“(Politicians) hate to admit mistakes, and I guess I’m one of them.”

It’s the kind of statement a politician would make only when he’s been under sustained pressure. This was what former US president Richard Nixon stumbled into when he agreed to be interviewed on camera by journalist David Frost in 1977.

At the time, Nixon was about to publish his biography and probably thought a public interview would give it good publicity. The public needed to know about his achievements, despite that large black mark called Watergate against his presidency.

“I did some of the big things rather well. I screwed up terribly on what was a little thing and became a big thing.”

Nixon’s apologists try to make the case that he had the makings of a grand presidency. He was moderate for a Republican and had chalked up successes such as founding the Environmental Protection Agency, initiated diplomatic relations between the US and China, and negotiated treaties to defuse the risk of nuclear war with Russia.

But the truth was, people only saw Watergate. Contrary to what Nixon claimed in the interview, it wasn’t “a little thing” but rather that one thing he got caught at in a morass of many, many very bad things.

Principally, he held a strong distrust of the media and effectively sanctioned illegal or underhand operations to smear his political enemies and stifle the press.

When the scandal broke, Nixon tried to distance himself by denying he knew the people who directed the break-in at the Democratic National Committee headquarters in the Watergate building.

But his lies caught up with him when it was made known that conversations in the Oval Office were recorded. The tapes revealed that Nixon knew about the robbers being paid through a slush fund, and that they tried to stop the investigation by saying it was related to national security.

It was this evidence, a kind of smoking gun, that was very difficult to explain away. Faced by facts, Nixon tried to talk around it without really admitting to anything. However, to the public, his evasiveness pointed to complicity and conspiracy. The evidence was overwhelming.

“When I resigned, people didn’t think it was enough to admit mistakes; fine. If they want me to get down and grovel on the floor, no. Never. Because I don’t believe I should.”

Frost recalled that when the topic turned to Watergate, Nixon arrived late with a “haunted look” on his face. Discussing it was a real effort for him, unlike the rest of the interview.

I believe this is why Nixon found it hard to process the truth – that people saw him as a villain. He knew he wasn’t innocent, but he must have felt the pressure of the entire Watergate blame squarely on his shoulders, and that there were mitigating circumstances why things happened the way they did.

In short, the public was being unfair.

“I didn’t intend it to cover up. Let me say, if I intended to cover up, believe me, I’d have done it.”

But why did Nixon allow the tapes to even exist? In fact, the recording machines were taken out of the Oval Office when Nixon become president, but he directed them to be installed again.

He could have destroyed the tapes when the scandal broke but chose not to. It has been suggested that it was pride that stopped him from doing it.

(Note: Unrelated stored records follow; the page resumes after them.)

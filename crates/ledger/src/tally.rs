//! Balance tally: folds an owner's entries into per-currency balance and holds.

use std::collections::BTreeMap;

use chrono::{DateTime, Utc};
use serde::{Deserialize, Serialize};
use tracing::warn;

use ledgerkit_core::{Currency, LedgerError, LedgerResult, Participant};

use crate::entry::{EntryKind, LedgerEntry};

/// Derived `{balance, holds}` for one owner in one currency. Never persisted.
#[derive(Debug, Copy, Clone, Default, PartialEq, Eq, Serialize, Deserialize)]
pub struct BalanceSnapshot {
    pub balance: i64,
    pub holds: i64,
}

impl BalanceSnapshot {
    /// `balance - holds` without flooring; what a debit is checked against.
    pub fn spendable(&self) -> i64 {
        self.balance.saturating_sub(self.holds)
    }

    /// Presentation value: `max(0, balance - holds)`.
    pub fn available(&self) -> i64 {
        self.spendable().max(0)
    }

    pub fn ensure_covers(&self, amount: i64) -> LedgerResult<()> {
        if self.spendable() < amount {
            return Err(LedgerError::insufficient_funds(self.spendable(), amount));
        }
        Ok(())
    }
}

/// Snapshot plus the entries that produced it.
#[derive(Debug, Clone, Default, PartialEq, Eq, Serialize, Deserialize)]
pub struct CurrencyTally {
    pub snapshot: BalanceSnapshot,
    pub entries: Vec<LedgerEntry>,
}

/// Per-currency tally for one owner.
#[derive(Debug, Clone, PartialEq, Eq, Serialize, Deserialize)]
pub struct Tally {
    pub owner: Participant,
    pub currencies: BTreeMap<Currency, CurrencyTally>,
}

impl Tally {
    /// Fold `entries` (all entries where `owner` is source or destination).
    ///
    /// - Deposit adds, Withdraw subtracts.
    /// - Transfer adds when the owner is the destination, subtracts when the
    ///   owner is the source; an entry naming the owner on neither side is
    ///   skipped.
    /// - Hold adds to `holds`; HoldRemoved has no effect.
    /// - Entries whose source and destination ids match are skipped.
    /// - Deposits whose `expires_at` is before `as_of` are skipped.
    ///
    /// Negative holds are clamped to zero afterwards.
    pub fn fold<I>(owner: Participant, entries: I, as_of: DateTime<Utc>) -> Self
    where
        I: IntoIterator<Item = LedgerEntry>,
    {
        let mut currencies: BTreeMap<Currency, CurrencyTally> = BTreeMap::new();

        for entry in entries {
            let source_id = entry.source.as_ref().map(|p| p.id.as_str());
            let destination_id = entry.destination.as_ref().map(|p| p.id.as_str());
            if source_id == destination_id {
                warn!(entry_id = %entry.id, owner = %owner, "skipping self-referencing ledger entry");
                continue;
            }

            if entry.kind == EntryKind::Deposit && entry.is_expired_at(as_of) {
                continue;
            }

            let (balance_delta, holds_delta) = match entry.kind {
                EntryKind::Deposit => (entry.amount, 0),
                EntryKind::Withdraw => (-entry.amount, 0),
                EntryKind::Transfer => {
                    if entry.destination.as_ref() == Some(&owner) {
                        (entry.amount, 0)
                    } else if entry.source.as_ref() == Some(&owner) {
                        (-entry.amount, 0)
                    } else {
                        warn!(
                            entry_id = %entry.id,
                            owner = %owner,
                            "skipping transfer that does not involve the owner"
                        );
                        continue;
                    }
                }
                EntryKind::Hold => (0, entry.amount),
                EntryKind::HoldRemoved => (0, 0),
            };

            let tally = currencies.entry(entry.currency).or_default();
            tally.snapshot.balance = tally.snapshot.balance.saturating_add(balance_delta);
            tally.snapshot.holds = tally.snapshot.holds.saturating_add(holds_delta);
            tally.entries.push(entry);
        }

        for tally in currencies.values_mut() {
            if tally.snapshot.holds < 0 {
                tally.snapshot.holds = 0;
            }
        }

        Self { owner, currencies }
    }

    /// Snapshot for `currency`; zero when the owner has no entries in it.
    pub fn snapshot(&self, currency: Currency) -> BalanceSnapshot {
        self.currencies
            .get(&currency)
            .map(|t| t.snapshot)
            .unwrap_or_default()
    }

    pub fn balances(&self) -> BTreeMap<Currency, BalanceSnapshot> {
        self.currencies
            .iter()
            .map(|(currency, tally)| (*currency, tally.snapshot))
            .collect()
    }
}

He wanted the tapes to record his legacy and the policies he presided over, but he underestimated the risk they represented.

When reality finally caught up, Nixon apologised to his staff in private. In public, he admitted “we have done some things wrong in this Administration, and the top man always takes the responsibility”.

Then during the Frost interview, he said: “When the President does it, that means it is not illegal.”

It was an admission but without an acceptance of responsibility. I believe it was this quote from the whole interview that defined him to the people who watched the broadcast.

A public poll taken after the interviews found that 69% thought that Nixon was still trying to cover up, 72% thought he was guilty of obstruction of justice, and 75% thought he deserved no more role in public life.

That last one must have stung. Despite being an embarrassment, Nixon hoped he could still make some contribution to his country. In the Frost interview, he said he wanted to “give a little advice from time to time”.

That took a while, which was helped by a pardon from his successor, President Gerald Ford. After being a pariah, Nixon gradually returned to the limelight.

In 1980, he supported Ronald Reagan’s bid for presidency. In 1986, Nixon visited Russia and returned with a memorandum of foreign policy suggestions for President Reagan. One Gallup Poll ranked Nixon as among the 10 most admired men in the world. Newsweek ran a story with the headline, “He’s back”.

By 2014, one Roper Center poll found that more Americans considered George W Bush and Barack Obama as the “worst US Presidents” over Nixon.

It’s easy to caricaturise politicians, but reality is a bit more complicated. Presidents, Prime Ministers, even Deputy Prime Ministers who have endured criticism while in power, whom many celebrate to see the back of when they fall, sometimes have the will, capability and resources to turn things around and return to some semblance of authority – even if it takes decades.

It seems the line between hero and villain is just time.

Logic is the antithesis of emotion but mathematician-turned-scriptwriter Dzof Azmi’s theory is that people need both to make sense of life’s vagaries and contradictions. Write to Dzof at star2@thestar.com.my.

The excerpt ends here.